_The task_.
When you reach the line containing "pub const ERROR: char = 'x';" in the data below, begin returning lines exactly as written, and stop once the line containing "pub const STATIC_PREFIX: &str" has been returned.

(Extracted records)

┄┄┄┄┄┄

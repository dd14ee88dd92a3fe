//! Wire protocol definitions.
//!
//! The gateway speaks an ASCII line protocol: a command is a sequence of
//! newline-terminated parts ending with the terminator part `e\n`, and every
//! response is exactly one line. This module is the single home for the
//! command bytes, subcommand bytes, value type tags, response codes, and the
//! string escaping rules; [`codec`] builds on it for value encoding.

pub mod codec;
pub mod value;

pub use value::{CallbackRef, Value};

use crate::error::{GatewayError, Result};

// Top-level command bytes (first line of a command).
pub const CALL_COMMAND: &str = "c";
pub const CONSTRUCTOR_COMMAND: &str = "i";
pub const FIELD_COMMAND: &str = "f";
pub const MEMORY_COMMAND: &str = "m";
pub const DIR_COMMAND: &str = "d";
pub const REFLECTION_COMMAND: &str = "r";
pub const HELP_COMMAND: &str = "h";
pub const JVM_VIEW_COMMAND: &str = "j";
pub const ARRAY_COMMAND: &str = "a";
pub const LIST_COMMAND: &str = "l";
pub const AUTH_COMMAND: &str = "A";
pub const SHUTDOWN_COMMAND: &str = "s";
// Reserved by the protocol; this client never emits them.
pub const BYTES_COMMAND: &str = "b";
pub const STREAM_COMMAND: &str = "S";
pub const TABLE_COMMAND: &str = "t";

/// Garbage-collect command on the callback channel.
pub const CALLBACK_COLLECT_COMMAND: &str = "g";

// Subcommand bytes (second line, where the command takes one).
pub const FIELD_GET_SUBCOMMAND: &str = "g";
pub const FIELD_SET_SUBCOMMAND: &str = "s";
pub const MEMORY_DELETE_SUBCOMMAND: &str = "d";
pub const MEMORY_ATTACH_SUBCOMMAND: &str = "a";
pub const DIR_FIELDS_SUBCOMMAND: &str = "f";
pub const DIR_METHODS_SUBCOMMAND: &str = "m";
pub const DIR_STATIC_SUBCOMMAND: &str = "s";
pub const DIR_VIEW_SUBCOMMAND: &str = "v";
pub const REFLECTION_MEMBER_SUBCOMMAND: &str = "m";
pub const REFLECTION_UNKNOWN_SUBCOMMAND: &str = "u";
pub const REFLECTION_STRING_SUBCOMMAND: &str = "s";
pub const HELP_OBJECT_SUBCOMMAND: &str = "o";
pub const HELP_CLASS_SUBCOMMAND: &str = "c";
pub const VIEW_CREATE_SUBCOMMAND: &str = "c";
pub const VIEW_IMPORT_SUBCOMMAND: &str = "i";
pub const VIEW_SEARCH_SUBCOMMAND: &str = "s";
pub const VIEW_REMOVE_IMPORT_SUBCOMMAND: &str = "r";
pub const ARRAY_GET_SUBCOMMAND: &str = "g";
pub const ARRAY_SET_SUBCOMMAND: &str = "s";
pub const ARRAY_SLICE_SUBCOMMAND: &str = "l";
pub const ARRAY_LEN_SUBCOMMAND: &str = "e";
pub const ARRAY_CREATE_SUBCOMMAND: &str = "c";
pub const LIST_SORT_SUBCOMMAND: &str = "s";
pub const LIST_REVERSE_SUBCOMMAND: &str = "r";
pub const LIST_SLICE_SUBCOMMAND: &str = "l";
pub const LIST_CONCAT_SUBCOMMAND: &str = "a";
pub const LIST_MULT_SUBCOMMAND: &str = "m";
pub const LIST_IMULT_SUBCOMMAND: &str = "i";
pub const LIST_COUNT_SUBCOMMAND: &str = "f";

/// Command terminator line.
pub const END: &str = "e";
/// Command terminator as a full part.
pub const END_PART: &str = "e\n";

// Response codes (first byte of a response, after an optional `!`).
pub const SUCCESS: char = 'y';
pub const ERROR: char = 'x';
pub const FATAL: char = 'z';

// Value type tags.
pub const NULL_TYPE: char = 'n';
pub const VOID_TYPE: char = 'v';
pub const BOOLEAN_TYPE: char = 'b';
pub const INT_TYPE: char = 'i';
pub const LONG_TYPE: char = 'L';
pub const DOUBLE_TYPE: char = 'd';
pub const DECIMAL_TYPE: char = 'D';
pub const STRING_TYPE: char = 's';
pub const BYTES_TYPE: char = 'j';
pub const REFERENCE_TYPE: char = 'r';
pub const LIST_TYPE: char = 'l';
pub const SET_TYPE: char = 'h';
pub const MAP_TYPE: char = 'a';
pub const ARRAY_TYPE: char = 't';
pub const ITERATOR_TYPE: char = 'g';
pub const CALLBACK_PROXY_TYPE: char = 'f';

/// Target ID of the gateway entry-point object.
pub const ENTRY_POINT_TARGET: &str = "t";
/// Target ID of the default JVM view.
pub const DEFAULT_JVM_VIEW: &str = "rj";
/// Prefix that routes a call to a class by fully-qualified name instead of
/// an instance reference.
pub const STATIC_PREFIX: &str = "z:";

/// Escape a string payload for the wire.
///
/// Literal backslash becomes `\\` and literal newline becomes the two
/// characters `\n`; nothing else is touched.
pub fn escape(s: &str) -> String {
    let mut out = String::with_capacity(s.len());
    for c in s.chars() {
        match c {
            '\\' => out.push_str("\\\\"),
            '\n' => out.push_str("\\n"),
            _ => out.push(c),
        }
    }
    out
}

/// Reverse [`escape`] in a single left-to-right pass.
///
/// Any escape sequence other than `\\` and `\n` is a decode error, as is a
/// dangling backslash at the end of the payload.
pub fn unescape(s: &str) -> Result<String> {
    let mut out = String::with_capacity(s.len());
    let mut chars = s.chars();
    while let Some(c) = chars.next() {
        if c != '\\' {
            out.push(c);
            continue;
        }
        match chars.next() {
            Some('\\') => out.push('\\'),
            Some('n') => out.push('\n'),
            Some(other) => {
                return Err(GatewayError::Decode(format!(
                    "unknown escape sequence \\{other} in string payload"
                )))
            }
            None => {
                return Err(GatewayError::Decode(
                    "dangling escape at end of string payload".to_string(),
                ))
            }
        }
    }
    Ok(out)
}

/// Reject identifiers the protocol cannot represent.
///
/// Target IDs, method and field names, fully-qualified class names, and
/// auth tokens are emitted verbatim as single command parts, so an embedded
/// newline would corrupt the framing.
pub fn validate_identifier(kind: &str, value: &str) -> Result<()> {
    if value.contains('\n') {
        return Err(GatewayError::Usage(format!(
            "{kind} must not contain a newline: {value:?}"
        )));
    }
    Ok(())
}

#[cfg(test)]
mod tests {
    use super::*;

    #[test]
    fn test_escape_plain_string_untouched() {
        assert_eq!(escape("hello world"), "hello world");
    }

    #[test]
    fn test_escape_backslash_and_newline() {
        assert_eq!(escape("a\\b"), "a\\\\b");
        assert_eq!(escape("a\nb"), "a\\nb");
        assert_eq!(escape("\\n"), "\\\\n");
    }

    #[test]
    fn test_unescape_roundtrip() {
        for s in [
            "",
            "plain",
            "line1\nline2",
            "back\\slash",
            "\\\n\\\n",
            "trailing\n",
            "n\\n mixed \n\\",
        ] {
            assert_eq!(unescape(&escape(s)).unwrap(), s);
        }
    }

    #[test]
    fn test_escape_is_injective_on_tricky_pairs() {
        // "\n" (newline) and "\\n" (backslash + n) must not collide.
        assert_ne!(escape("\n"), escape("\\n"));
        assert_ne!(escape("a\\nb"), escape("a\nb"));
    }

    #[test]
    fn test_unescape_rejects_unknown_escape() {
        assert!(unescape("bad\\tescape").is_err());
    }

    #[test]
    fn test_unescape_rejects_dangling_backslash() {
        assert!(unescape("oops\\").is_err());
    }

    #[test]
    fn test_validate_identifier() {
        assert!(validate_identifier("method name", "toString").is_ok());
        assert!(validate_identifier("method name", "to\nString").is_err());
    }
}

┄┄┄┄┄┄

_Completed exercise_.
pub const ERROR: char = 'x';
pub const FATAL: char = 'z';

// Value type tags.
pub const NULL_TYPE: char = 'n';
pub const VOID_TYPE: char = 'v';
pub const BOOLEAN_TYPE: char = 'b';
pub const INT_TYPE: char = 'i';
pub const LONG_TYPE: char = 'L';
pub const DOUBLE_TYPE: char = 'd';
pub const DECIMAL_TYPE: char = 'D';
pub const STRING_TYPE: char = 's';
pub const BYTES_TYPE: char = 'j';
pub const REFERENCE_TYPE: char = 'r';
pub const LIST_TYPE: char = 'l';
pub const SET_TYPE: char = 'h';
pub const MAP_TYPE: char = 'a';
pub const ARRAY_TYPE: char = 't';
pub const ITERATOR_TYPE: char = 'g';
pub const CALLBACK_PROXY_TYPE: char = 'f';

/// Target ID of the gateway entry-point object.
pub const ENTRY_POINT_TARGET: &str = "t";
/// Target ID of the default JVM view.
pub const DEFAULT_JVM_VIEW: &str = "rj";
/// Prefix that routes a call to a class by fully-qualified name instead of
/// an instance reference.
pub const STATIC_PREFIX: &str = "z:";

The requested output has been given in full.